§ **Data records**
◇ ◇ ◇ ◇ ◇ ◇ ◇

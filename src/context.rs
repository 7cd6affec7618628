//! Service context bundling the port trait objects and the injected config.

use crate::adapters::live::{LiveFileSystem, LiveShellExecutor};
use crate::config::GatewayConfig;
use crate::ports::filesystem::FileSystem;
use crate::ports::shell::ShellExecutor;

/// Everything a node needs to run: its external boundaries and the
/// host-supplied configuration.
pub struct ServiceContext {
    /// Filesystem for file I/O.
    pub fs: Box<dyn FileSystem>,
    /// Shell executor for running commands.
    pub shell: Box<dyn ShellExecutor>,
    /// Host settings (home directory, working directory, shell, caps).
    pub config: GatewayConfig,
}

impl ServiceContext {
    /// Creates a context from explicit adapters.
    #[must_use]
    pub fn new(
        fs: Box<dyn FileSystem>,
        shell: Box<dyn ShellExecutor>,
        config: GatewayConfig,
    ) -> Self {
        Self { fs, shell, config }
    }

    /// Creates a live context with real adapters for filesystem and shell.
    #[must_use]
    pub fn live(config: GatewayConfig) -> Self {
        let shell = LiveShellExecutor::from_config(&config);
        Self::new(Box::new(LiveFileSystem), Box::new(shell), config)
    }
}
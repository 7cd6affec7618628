//! Tracing subscriber setup.
//!
//! Logs go to stderr; stdout carries only the JSON result of a command.

use tracing_subscriber::EnvFilter;

/// Installs the global subscriber. `RUST_LOG` wins over `default_level`;
/// an unparsable level falls back to `warn`.
///
/// Calling this more than once is harmless: later calls are ignored.
pub fn init(default_level: &str) {
    let filter = EnvFilter::try_from_default_env()
        .or_else(|_| EnvFilter::try_new(default_level))
        .unwrap_or_else(|_| EnvFilter::new("warn"));

    let _ = tracing_subscriber::fmt()
        .with_env_filter(filter)
        .with_writer(std::io::stderr)
        .with_target(false)
        .try_init();
}
//! Closed sets of supported encodings and the codecs behind them.

use std::fmt;

use base64::engine::general_purpose::STANDARD;
use base64::Engine as _;
use clap::ValueEnum;
use serde::{Deserialize, Serialize};

use crate::error::GatewayError;

/// Marker line prepended to base64 content produced by binary reads.
pub const BINARY_HEADER: &str = "[Binary file - Base64 encoded]\n";

/// Text encodings accepted for writing (and, via [`ReadEncoding`], reading).
#[derive(Debug, Clone, Copy, PartialEq, Eq, Serialize, Deserialize, ValueEnum)]
pub enum TextEncoding {
    /// UTF-8.
    #[serde(rename = "utf-8", alias = "utf8")]
    #[value(name = "utf-8", alias = "utf8")]
    Utf8,
    /// 7-bit ASCII.
    #[serde(rename = "ascii")]
    #[value(name = "ascii")]
    Ascii,
    /// ISO-8859-1: every byte maps to the code point of the same value.
    #[serde(rename = "latin-1", alias = "latin1")]
    #[value(name = "latin-1", alias = "latin1")]
    Latin1,
}

impl fmt::Display for TextEncoding {
    fn fmt(&self, f: &mut fmt::Formatter<'_>) -> fmt::Result {
        f.write_str(match self {
            Self::Utf8 => "utf-8",
            Self::Ascii => "ascii",
            Self::Latin1 => "latin-1",
        })
    }
}

impl TextEncoding {
    /// Decodes `bytes`, failing on the first byte sequence invalid for this encoding.
    ///
    /// # Errors
    ///
    /// Returns [`GatewayError::DecodeError`] with the offset of the first bad byte.
    pub fn decode(self, bytes: &[u8]) -> Result<String, GatewayError> {
        match self {
            Self::Utf8 => std::str::from_utf8(bytes).map(str::to_owned).map_err(|e| {
                GatewayError::DecodeError { encoding: self, offset: e.valid_up_to() }
            }),
            Self::Ascii => match bytes.iter().position(|b| !b.is_ascii()) {
                Some(offset) => Err(GatewayError::DecodeError { encoding: self, offset }),
                None => Ok(bytes.iter().map(|&b| char::from(b)).collect()),
            },
            Self::Latin1 => Ok(bytes.iter().map(|&b| char::from(b)).collect()),
        }
    }

    /// Encodes `text`, failing on the first character this encoding cannot represent.
    ///
    /// # Errors
    ///
    /// Returns [`GatewayError::EncodeError`] naming the offending character.
    pub fn encode(self, text: &str) -> Result<Vec<u8>, GatewayError> {
        let limit = match self {
            Self::Utf8 => return Ok(text.as_bytes().to_vec()),
            Self::Ascii => 0x7f,
            Self::Latin1 => 0xff,
        };
        text.chars()
            .enumerate()
            .map(|(position, character)| {
                u8::try_from(u32::from(character))
                    .ok()
                    .filter(|&b| u32::from(b) <= limit)
                    .ok_or(GatewayError::EncodeError { encoding: self, character, position })
            })
            .collect()
    }
}

/// Encodings accepted for reading: any text encoding, or binary passthrough.
#[derive(Debug, Clone, Copy, PartialEq, Eq, Serialize, Deserialize, ValueEnum)]
pub enum ReadEncoding {
    /// UTF-8 text.
    #[serde(rename = "utf-8", alias = "utf8")]
    #[value(name = "utf-8", alias = "utf8")]
    Utf8,
    /// ASCII text.
    #[serde(rename = "ascii")]
    #[value(name = "ascii")]
    Ascii,
    /// Latin-1 text.
    #[serde(rename = "latin-1", alias = "latin1")]
    #[value(name = "latin-1", alias = "latin1")]
    Latin1,
    /// Raw bytes, returned as base64.
    #[serde(rename = "binary")]
    #[value(name = "binary")]
    Binary,
}

impl ReadEncoding {
    /// The text encoding this selects, or `None` for binary.
    #[must_use]
    pub fn text(self) -> Option<TextEncoding> {
        match self {
            Self::Utf8 => Some(TextEncoding::Utf8),
            Self::Ascii => Some(TextEncoding::Ascii),
            Self::Latin1 => Some(TextEncoding::Latin1),
            Self::Binary => None,
        }
    }

    /// Turns raw file bytes into string-channel content.
    ///
    /// # Errors
    ///
    /// Returns [`GatewayError::DecodeError`] when a text encoding rejects the bytes.
    pub fn render(self, bytes: &[u8]) -> Result<String, GatewayError> {
        match self.text() {
            Some(encoding) => encoding.decode(bytes),
            None => Ok(format!("{BINARY_HEADER}{}", STANDARD.encode(bytes))),
        }
    }
}

impl fmt::Display for ReadEncoding {
    fn fmt(&self, f: &mut fmt::Formatter<'_>) -> fmt::Result {
        match self.text() {
            Some(encoding) => encoding.fmt(f),
            None => f.write_str("binary"),
        }
    }
}

impl From<TextEncoding> for ReadEncoding {
    fn from(encoding: TextEncoding) -> Self {
        match encoding {
            TextEncoding::Utf8 => Self::Utf8,
            TextEncoding::Ascii => Self::Ascii,
            TextEncoding::Latin1 => Self::Latin1,
        }
    }
}

#[cfg(test)]
mod tests {
    use super::*;
    use crate::error::ErrorKind;

    #[test]
    fn utf8_rejects_invalid_sequences_with_offset() {
        let err = TextEncoding::Utf8.decode(b"ok\xff").unwrap_err();
        assert!(matches!(err, GatewayError::DecodeError { offset: 2, .. }));
    }

    #[test]
    fn ascii_rejects_high_bytes() {
        let err = TextEncoding::Ascii.decode(b"abc\xe9").unwrap_err();
        assert_eq!(err.kind(), ErrorKind::DecodeError);
        assert_eq!(TextEncoding::Ascii.decode(b"plain").unwrap(), "plain");
    }

    #[test]
    fn latin1_maps_every_byte() {
        let text = TextEncoding::Latin1.decode(&[0x63, 0x61, 0x66, 0xe9]).unwrap();
        assert_eq!(text, "café");
        assert_eq!(TextEncoding::Latin1.encode("café").unwrap(), vec![0x63, 0x61, 0x66, 0xe9]);
    }

    #[test]
    fn encode_reports_first_unrepresentable_character() {
        let err = TextEncoding::Latin1.encode("ok €").unwrap_err();
        assert!(matches!(err, GatewayError::EncodeError { character: '€', position: 3, .. }));

        let err = TextEncoding::Ascii.encode("é").unwrap_err();
        assert_eq!(err.kind(), ErrorKind::EncodeError);
    }

    #[test]
    fn binary_render_is_prefixed_base64() {
        let content = ReadEncoding::Binary.render(&[0, 1, 2, 255]).unwrap();
        assert_eq!(content, "[Binary file - Base64 encoded]\nAAEC/w==");
    }

    #[test]
    fn display_matches_host_choice_names() {
        assert_eq!(TextEncoding::Latin1.to_string(), "latin-1");
        assert_eq!(ReadEncoding::Binary.to_string(), "binary");
        assert_eq!(ReadEncoding::from(TextEncoding::Utf8).to_string(), "utf-8");
    }
}
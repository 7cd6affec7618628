//! Gateway nodes: one module per operation plus the host catalog.
//!
//! Every node takes the shared [`ServiceContext`](crate::context::ServiceContext)
//! and a typed input, and returns a typed output or a
//! [`GatewayError`](crate::error::GatewayError). Nothing is retained
//! between calls.

pub mod browse;
pub mod catalog;
pub mod copy;
pub mod delete;
pub mod exec;
pub mod mkdir;
pub mod read;
pub mod write;
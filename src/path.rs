//! Turns user-supplied path strings into absolute, normalized paths.
//!
//! Resolution is lexical: `~` is expanded from the configured home
//! directory, relative paths are joined onto the configured working
//! directory, and `.`/`..` segments are folded away. Symlinks are not
//! followed and existence is not checked. Unless a root is configured
//! this is normalization, not containment.

use std::path::{Component, Path, PathBuf};

use crate::config::GatewayConfig;
use crate::error::GatewayError;

/// Resolves `input` against `config`.
///
/// # Errors
///
/// Returns [`GatewayError::InvalidPath`] for empty input or embedded NUL
/// bytes, and [`GatewayError::OutsideRoot`] when a configured root would
/// be escaped.
pub fn resolve(input: &str, config: &GatewayConfig) -> Result<PathBuf, GatewayError> {
    if input.is_empty() {
        return Err(GatewayError::InvalidPath { reason: "path is empty".to_string() });
    }
    if input.contains('\0') {
        return Err(GatewayError::InvalidPath {
            reason: format!("path contains a NUL byte: {:?}", input.replace('\0', "\\0")),
        });
    }

    let expanded = expand_home(input, &config.home_dir);
    let absolute =
        if expanded.is_absolute() { expanded } else { config.working_dir.join(expanded) };
    let resolved = normalize(&absolute);

    if let Some(root) = &config.root {
        let root = normalize(root);
        if !resolved.starts_with(&root) {
            return Err(GatewayError::OutsideRoot { path: resolved, root });
        }
    }

    tracing::debug!(input, resolved = %resolved.display(), "resolved path");
    Ok(resolved)
}

fn expand_home(input: &str, home: &Path) -> PathBuf {
    if input == "~" {
        return home.to_path_buf();
    }
    match input.strip_prefix("~/").or_else(|| input.strip_prefix("~\\")) {
        Some(rest) => home.join(rest),
        None => PathBuf::from(input),
    }
}

/// Folds `.` and `..` segments without touching the filesystem.
///
/// `..` at the root stays at the root.
#[must_use]
pub fn normalize(path: &Path) -> PathBuf {
    let mut out = PathBuf::new();
    for component in path.components() {
        match component {
            Component::Prefix(_) | Component::RootDir => out.push(component),
            Component::CurDir => {}
            Component::ParentDir => {
                out.pop();
            }
            Component::Normal(part) => out.push(part),
        }
    }
    out
}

◇ ◇ ◇ ◇ ◇ ◇ ◇

§ **Work item**
Return exactly the lines from the beginning of the data above through the one containing "calls are ignored.", please. Include both end lines and add nothing else.

§ **Solution to the exercise**
filename src/context.rs
repository 7cd6affec7618628
//! Service context bundling the port trait objects and the injected config.

use crate::adapters::live::{LiveFileSystem, LiveShellExecutor};
use crate::config::GatewayConfig;
use crate::ports::filesystem::FileSystem;
use crate::ports::shell::ShellExecutor;

/// Everything a node needs to run: its external boundaries and the
/// host-supplied configuration.
pub struct ServiceContext {
    /// Filesystem for file I/O.
    pub fs: Box<dyn FileSystem>,
    /// Shell executor for running commands.
    pub shell: Box<dyn ShellExecutor>,
    /// Host settings (home directory, working directory, shell, caps).
    pub config: GatewayConfig,
}

impl ServiceContext {
    /// Creates a context from explicit adapters.
    #[must_use]
    pub fn new(
        fs: Box<dyn FileSystem>,
        shell: Box<dyn ShellExecutor>,
        config: GatewayConfig,
    ) -> Self {
        Self { fs, shell, config }
    }

    /// Creates a live context with real adapters for filesystem and shell.
    #[must_use]
    pub fn live(config: GatewayConfig) -> Self {
        let shell = LiveShellExecutor::from_config(&config);
        Self::new(Box::new(LiveFileSystem), Box::new(shell), config)
    }
}
repository 7cd6affec7618628
//! Tracing subscriber setup.
//!
//! Logs go to stderr; stdout carries only the JSON result of a command.

use tracing_subscriber::EnvFilter;

/// Installs the global subscriber. `RUST_LOG` wins over `default_level`;
/// an unparsable level falls back to `warn`.
///
/// Calling this more than once is harmless: later calls are ignored.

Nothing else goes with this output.